*** Opening Material provided ***

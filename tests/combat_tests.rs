//! Integration tests for combat resolution
//!
//! These tests verify that:
//! - Body contact lands once per invincibility window and retaliation once per cooldown
//! - Contact resolves during the spawn grace period
//! - Retaliation against a spider flashes it
//! - Warning circles check the player's position at detonation, not placement
//! - Hostile projectiles vanish once their shooter dies

mod common;

use bevy::prelude::*;
use common::*;
use gauntlet::combat::events::PresentationCue;
use gauntlet::states::play_run::constants::{ARENA_SIZE, BLAST_RADIUS, PROJECTILE_HIT_RADIUS};
use gauntlet::states::play_run::enemies::mage_boss::WarningCircle;
use gauntlet::states::play_run::enemies::SplittingBoss;
use gauntlet::states::play_run::projectiles::{Projectile, ProjectileMotion};
use gauntlet::states::play_run::{CombatEntity, Enemy, Obstacle, Player, WaveEntity};

/// Arrows deal nothing, so only contact and blasts change health.
fn disarm_player(app: &mut App) {
    let world = app.world_mut();
    let mut query = world.query::<&mut Player>();
    for mut player in query.iter_mut(world) {
        player.arrow_damage = 0.0;
    }
}

fn player_entity(app: &mut App) -> Entity {
    let world = app.world_mut();
    let mut query = world.query_filtered::<Entity, With<Player>>();
    query.single(world)
}

fn health_of(app: &App, entity: Entity) -> f32 {
    app.world()
        .get::<CombatEntity>(entity)
        .map(|c| c.health)
        .unwrap_or(0.0)
}

/// Total health lost by `entities` since `before`.
fn health_lost(app: &App, entities: &[Entity], before: &[f32]) -> Vec<f32> {
    entities
        .iter()
        .zip(before)
        .map(|(entity, start)| start - health_of(app, *entity))
        .collect()
}

// =============================================================================
// Body contact
// =============================================================================

#[test]
fn test_contact_trades_hits_on_their_own_cooldowns() {
    let mut app = test_app(1, 41);
    disarm_player(&mut app);
    let player = player_entity(&mut app);
    let start = Player::start_position();

    let stacked: Vec<Entity> = {
        let world = app.world_mut();
        let mut query = world.query_filtered::<(Entity, &mut Transform, &mut CombatEntity), With<Enemy>>();
        query
            .iter_mut(world)
            .take(2)
            .map(|(entity, mut transform, mut combat)| {
                transform.translation.x = start.x;
                transform.translation.y = start.y;
                combat.damage = 25.0;
                entity
            })
            .collect()
    };
    assert_eq!(stacked.len(), 2);
    let before: Vec<f32> = stacked.iter().map(|e| health_of(&app, *e)).collect();

    app.update();
    assert!(!phase(&app).enemies_active, "contact resolves during the grace period");
    assert_eq!(health_of(&app, player), 1975.0, "only one body lands inside the window");
    let mut lost = health_lost(&app, &stacked, &before);
    lost.sort_by(f32::total_cmp);
    assert_eq!(lost, vec![0.0, 10.0], "one retaliation across both bodies");
    assert!(recorded(&app).cues.contains(&PresentationCue::Hit {
        entity: player,
        amount: 25.0,
        health_fraction: 1975.0 / 2000.0,
    }));

    step(&mut app, 0.5);
    assert_eq!(health_of(&app, player), 1975.0);
    let lost: f32 = health_lost(&app, &stacked, &before).iter().sum();
    assert_eq!(lost, 10.0, "retaliation is still cooling down");

    step(&mut app, 0.7);
    assert_eq!(health_of(&app, player), 1950.0);
    let lost: f32 = health_lost(&app, &stacked, &before).iter().sum();
    assert_eq!(lost, 20.0, "retaliation lands again after its cooldown");
}

#[test]
fn test_retaliation_flashes_spider() {
    let mut app = test_app(10, 42);
    disarm_player(&mut app);

    let (spider, position) = {
        let world = app.world_mut();
        let mut query = world.query_filtered::<(Entity, &Transform), With<SplittingBoss>>();
        let (entity, transform) = query.single(world);
        (entity, transform.translation.truncate())
    };
    move_player_to(&mut app, position);
    app.update();

    let cues = &recorded(&app).cues;
    assert!(cues.contains(&PresentationCue::Flash { entity: spider }));
    assert!(cues.iter().any(|cue| matches!(
        cue,
        PresentationCue::Hit { entity, amount, .. } if *entity == spider && *amount == 10.0
    )));
}

// =============================================================================
// Warning circles
// =============================================================================

/// Arena corner (inset by 60) farthest from `point`.
fn far_corner(point: Vec2) -> Vec2 {
    let low = 60.0;
    let high = ARENA_SIZE - 60.0;
    [
        Vec2::new(low, low),
        Vec2::new(high, low),
        Vec2::new(low, high),
        Vec2::new(high, high),
    ]
    .into_iter()
    .max_by(|a, b| a.distance(point).total_cmp(&b.distance(point)))
    .unwrap()
}

/// Wait for the mage's first circle and move it away from the mage.
/// Returns the circle and a spot just outside its radius.
fn staged_circle(app: &mut App) -> (WarningCircle, Vec2, Vec2) {
    // The first circle goes down two seconds after the mage spawns.
    step(app, 2.3);
    let mage = {
        let world = app.world_mut();
        let mut query = world.query_filtered::<&Transform, (With<Enemy>, Without<WarningCircle>)>();
        query.single(world).translation.truncate()
    };
    let center = far_corner(mage);
    let world = app.world_mut();
    let mut query = world.query::<(&mut Transform, &WarningCircle)>();
    let (mut transform, circle) = query.single_mut(world);
    transform.translation.x = center.x;
    transform.translation.y = center.y;
    let outside = center + (Vec2::splat(ARENA_SIZE / 2.0) - center).normalize() * (BLAST_RADIUS + 40.0);
    (circle.clone(), center, outside)
}

fn run_past_detonation(app: &mut App, circle: &WarningCircle) {
    let mut ticks = 0;
    while now(app) <= circle.detonate_at && ticks < 100 {
        app.update();
        ticks += 1;
    }
}

#[test]
fn test_circle_spares_player_who_leaves_before_detonation() {
    let mut app = test_app(40, 24);
    disarm_player(&mut app);
    let player = player_entity(&mut app);

    let (circle, center, outside) = staged_circle(&mut app);
    move_player_to(&mut app, center);
    app.update();
    assert!(now(&app) < circle.detonate_at);
    let before = health_of(&app, player);

    move_player_to(&mut app, outside);
    run_past_detonation(&mut app, &circle);

    assert!(recorded(&app).cues.contains(&PresentationCue::WarningDetonated {
        position: center,
        hit: false,
    }));
    assert_eq!(health_of(&app, player), before);
}

#[test]
fn test_circle_hits_player_who_walks_in_before_detonation() {
    let mut app = test_app(40, 25);
    disarm_player(&mut app);
    let player = player_entity(&mut app);

    let (circle, center, outside) = staged_circle(&mut app);
    move_player_to(&mut app, outside);
    app.update();
    let before = health_of(&app, player);

    move_player_to(&mut app, center);
    run_past_detonation(&mut app, &circle);

    assert!(recorded(&app).cues.contains(&PresentationCue::WarningDetonated {
        position: center,
        hit: true,
    }));
    // Phase-scaled mage damage rides on the circle.
    assert!(circle.damage > 350.0);
    assert_eq!(health_of(&app, player), before - circle.damage);
}

// =============================================================================
// Projectile ownership
// =============================================================================

#[test]
fn test_projectile_vanishes_when_its_shooter_dies() {
    let mut app = test_app(1, 43);
    disarm_player(&mut app);
    step(&mut app, 1.6);
    assert!(phase(&app).enemies_active);

    let (shooter, kind) = {
        let world = app.world_mut();
        let obstacles: Vec<Entity> = world
            .query_filtered::<Entity, With<Obstacle>>()
            .iter(world)
            .collect();
        for obstacle in obstacles {
            world.despawn(obstacle);
        }
        let mut query = world.query::<(Entity, &Enemy, &CombatEntity)>();
        let (entity, enemy, _) = query
            .iter(world)
            .find(|(_, _, combat)| combat.is_alive())
            .unwrap();
        (entity, enemy.kind)
    };

    let projectile = app
        .world_mut()
        .spawn((
            WaveEntity,
            Transform::from_xyz(ARENA_SIZE / 2.0, 200.0, 1.0),
            Projectile {
                owner: shooter,
                owner_kind: kind,
                velocity: Vec2::ZERO,
                motion: ProjectileMotion::Straight,
                damage: 25.0,
                hit_radius: PROJECTILE_HIT_RADIUS,
                expires_at: None,
            },
        ))
        .id();

    app.update();
    assert!(app.world().get::<Projectile>(projectile).is_some(), "owner alive, still flying");

    {
        let mut combat = app.world_mut().get_mut::<CombatEntity>(shooter).unwrap();
        combat.invincible_until = f32::NEG_INFINITY;
        let lethal = combat.health + 1.0;
        combat.take_damage(lethal, 0.0);
    }
    app.update();
    assert!(app.world().get::<Projectile>(projectile).is_none());
}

*** Closing Material provided ***

### Assigned task:
Everything from the line that has "(entity, enemy.kind)" to the final line above should be retyped exactly, and nothing else.

### Response to the exercise:
        (entity, enemy.kind)
    };

    let projectile = app
        .world_mut()
        .spawn((
            WaveEntity,
            Transform::from_xyz(ARENA_SIZE / 2.0, 200.0, 1.0),
            Projectile {
                owner: shooter,
                owner_kind: kind,
                velocity: Vec2::ZERO,
                motion: ProjectileMotion::Straight,
                damage: 25.0,
                hit_radius: PROJECTILE_HIT_RADIUS,
                expires_at: None,
            },
        ))
        .id();

    app.update();
    assert!(app.world().get::<Projectile>(projectile).is_some(), "owner alive, still flying");

    {
        let mut combat = app.world_mut().get_mut::<CombatEntity>(shooter).unwrap();
        combat.invincible_until = f32::NEG_INFINITY;
        let lethal = combat.health + 1.0;
        combat.take_damage(lethal, 0.0);
    }
    app.update();
    assert!(app.world().get::<Projectile>(projectile).is_none());
}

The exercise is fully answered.